I have been sent a reminder of changes coming in this April:

There are a number of welfare reforms and tax changes that come into effect in April. These  reforms are  about building a stronger economy and a fairer society.  We want to support people in work, as well as ensure the welfare system works as a safety net for those who need it.

The measures include:

 A further increase in the Personal Allowance to £11,500; an increase of over 70% since 2010. Since the start of this Parliament we have cut income tax for 31m people and taken 1.3m of the lowest paid out of income tax altogether.

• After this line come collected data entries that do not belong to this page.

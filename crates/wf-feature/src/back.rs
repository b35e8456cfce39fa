use crate::Feature;
use crate::ViewBoundFeature;
use core::fmt;
use tracing::debug;

/// Uniform try-consume capability for entries of a [`BackChain`].
pub trait BackConsumer: Send + Sync {
    fn try_consume_back(&self) -> bool;
}

impl<F: Feature> BackConsumer for ViewBoundFeature<F> {
    fn try_consume_back(&self) -> bool {
        self.on_back_pressed()
    }
}

struct FnConsumer<F>(F);

impl<F> BackConsumer for FnConsumer<F>
where
    F: Fn() -> bool + Send + Sync,
{
    fn try_consume_back(&self) -> bool {
        (self.0)()
    }
}

#[derive(Debug, Clone, Copy, PartialEq, Eq)]
pub enum BackOutcome {
    /// Consumed by the named entry.
    Consumed(&'static str),
    /// No entry consumed the press; the host's default applies.
    Unhandled,
}

impl BackOutcome {
    pub fn is_consumed(self) -> bool {
        matches!(self, Self::Consumed(_))
    }
}

struct Entry {
    name: &'static str,
    consumer: Box<dyn BackConsumer>,
}

/// Priority-ordered list of back-press consumers.
///
/// Entries are asked in the order they were added; the first to consume stops
/// the chain.
#[derive(Default)]
pub struct BackChain {
    entries: Vec<Entry>,
}

impl fmt::Debug for BackChain {
    fn fmt(&self, f: &mut fmt::Formatter<'_>) -> fmt::Result {
        f.debug_list().entries(self.names()).finish()
    }
}

impl BackChain {
    pub fn new() -> Self {
        Self::default()
    }

    pub fn then(mut self, name: &'static str, consumer: impl BackConsumer + 'static) -> Self {
        self.entries.push(Entry {
            name,
            consumer: Box::new(consumer),
        });
        self
    }

    pub fn then_fn<F>(self, name: &'static str, consume: F) -> Self
    where
        F: Fn() -> bool + Send + Sync + 'static,
    {
        self.then(name, FnConsumer(consume))
    }

    pub fn names(&self) -> impl Iterator<Item = &'static str> + '_ {
        self.entries.iter().map(|entry| entry.name)
    }

    pub fn handle_back(&self) -> BackOutcome {
        for entry in &self.entries {
            if entry.consumer.try_consume_back() {
                debug!(consumer = entry.name, "back press consumed");
                return BackOutcome::Consumed(entry.name);
            }
        }
        debug!("back press not consumed");
        BackOutcome::Unhandled
    }

    /// Runs the chain, falling back to `default` when nothing consumed.
    pub fn handle_back_or<F: FnOnce()>(&self, default: F) -> BackOutcome {
        let outcome = self.handle_back();
        if outcome == BackOutcome::Unhandled {
            default();
        }
        outcome
    }
}
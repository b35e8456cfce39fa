use crate::navigation::Gravity;
use parking_lot::Mutex;
use std::sync::Arc;
use tracing::debug;
use wf_toolbar::ToolbarController;

#[derive(Debug)]
struct LayoutState {
    in_full_screen: bool,
    toolbar_height_px: u32,
    gravity: Gravity,
}

/// Engine view placement around the toolbar.
#[derive(Debug, Clone)]
pub(crate) struct BrowserLayout {
    state: Arc<Mutex<LayoutState>>,
}

impl BrowserLayout {
    pub(crate) fn new(toolbar_height_px: u32, gravity: Gravity) -> Self {
        Self {
            state: Arc::new(Mutex::new(LayoutState {
                in_full_screen: false,
                toolbar_height_px,
                gravity,
            })),
        }
    }

    pub(crate) fn in_full_screen(&self) -> bool {
        self.state.lock().in_full_screen
    }

    pub(crate) fn set_full_screen(&self, in_full_screen: bool) {
        let mut state = self.state.lock();
        if state.in_full_screen != in_full_screen {
            debug!(in_full_screen, "layout margins updated");
        }
        state.in_full_screen = in_full_screen;
    }

    /// Top and bottom margins reserved for the toolbar.
    pub(crate) fn engine_margins(&self) -> (u32, u32) {
        (self.state.lock().toolbar_height_px, 0)
    }

    pub(crate) fn margins(&self) -> (u32, u32) {
        if self.in_full_screen() {
            (0, 0)
        } else {
            self.engine_margins()
        }
    }

    pub(crate) fn gravity(&self) -> Gravity {
        self.state.lock().gravity
    }
}

/// Forwards toolbar decisions and flips the layout into full screen while the
/// toolbar is hidden.
pub(crate) struct LayoutToolbar<T: ?Sized> {
    inner: Arc<T>,
    layout: BrowserLayout,
}

impl<T: ToolbarController + ?Sized> LayoutToolbar<T> {
    pub(crate) fn new(inner: Arc<T>, layout: BrowserLayout) -> Self {
        Self { inner, layout }
    }
}

impl<T: ToolbarController + ?Sized> ToolbarController for LayoutToolbar<T> {
    fn set_visible(&self, visible: bool) {
        self.inner.set_visible(visible);
        self.layout.set_full_screen(!visible);
    }
}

 Increasing support for low earners by raising the National Living Wage to £7.50. This marks a £1,400 a year increase in earnings for a full-time worker on the National Minimum Wage (NMW) since the introduction of the NLW in April 2016. – a pay-rise for one million people.

 Helping working parents with childcare costs by launching Tax Free Childcare from 28 April – saving working parents up to £2000 per year for each child under the age of 12.

 Increasing income for 3 million households by reducing the Universal Credit  taper rate from 65 per cent to 63 per cent.

 Ensuring young people are always better off in work by delivering the manifesto commitment to end automatic entitlement to housing support for 18 to 21-year-olds who can safely live at home for new claims to full service Universal Credit.

 Investing £330m in practical employment support to help disabled people back into work, and aligning the rate paid to new claimants who are placed in the ESA work-related activity group or the Universal Credit limited capability for work group with the job-seeking equivalent in both benefits.

 Tackling worklessness by ensuring that those in receipt of Universal Credit will be expected to prepare for employment when their youngest child turns 2 and to look for work when their youngest child turns 3.

 Aligning the benefits system between those in work and those out of work by limiting Child Tax Credits and the child element of Universal Credit to 2 children (new awards will not be made for third or subsequent children born on or after 6 April).

 Removing the higher rate of child element for the first child in Universal Credit and the family element in tax credits for claims where the eldest child is born on or after 6 April.

 Widening help so that more bereaved people get the support they need by introducing the Bereavement Support Payment on 6 April. This will replace Bereavement Allowance, Widowed Parent’s Allowance and the Bereavement Payment for those who lose a spouse or civil partner on or after this date.

Helping savers with the launch of a new NS&I bond offering a market-leading interest rate of 2.2% and increasing the annual ISA limit to £20,000.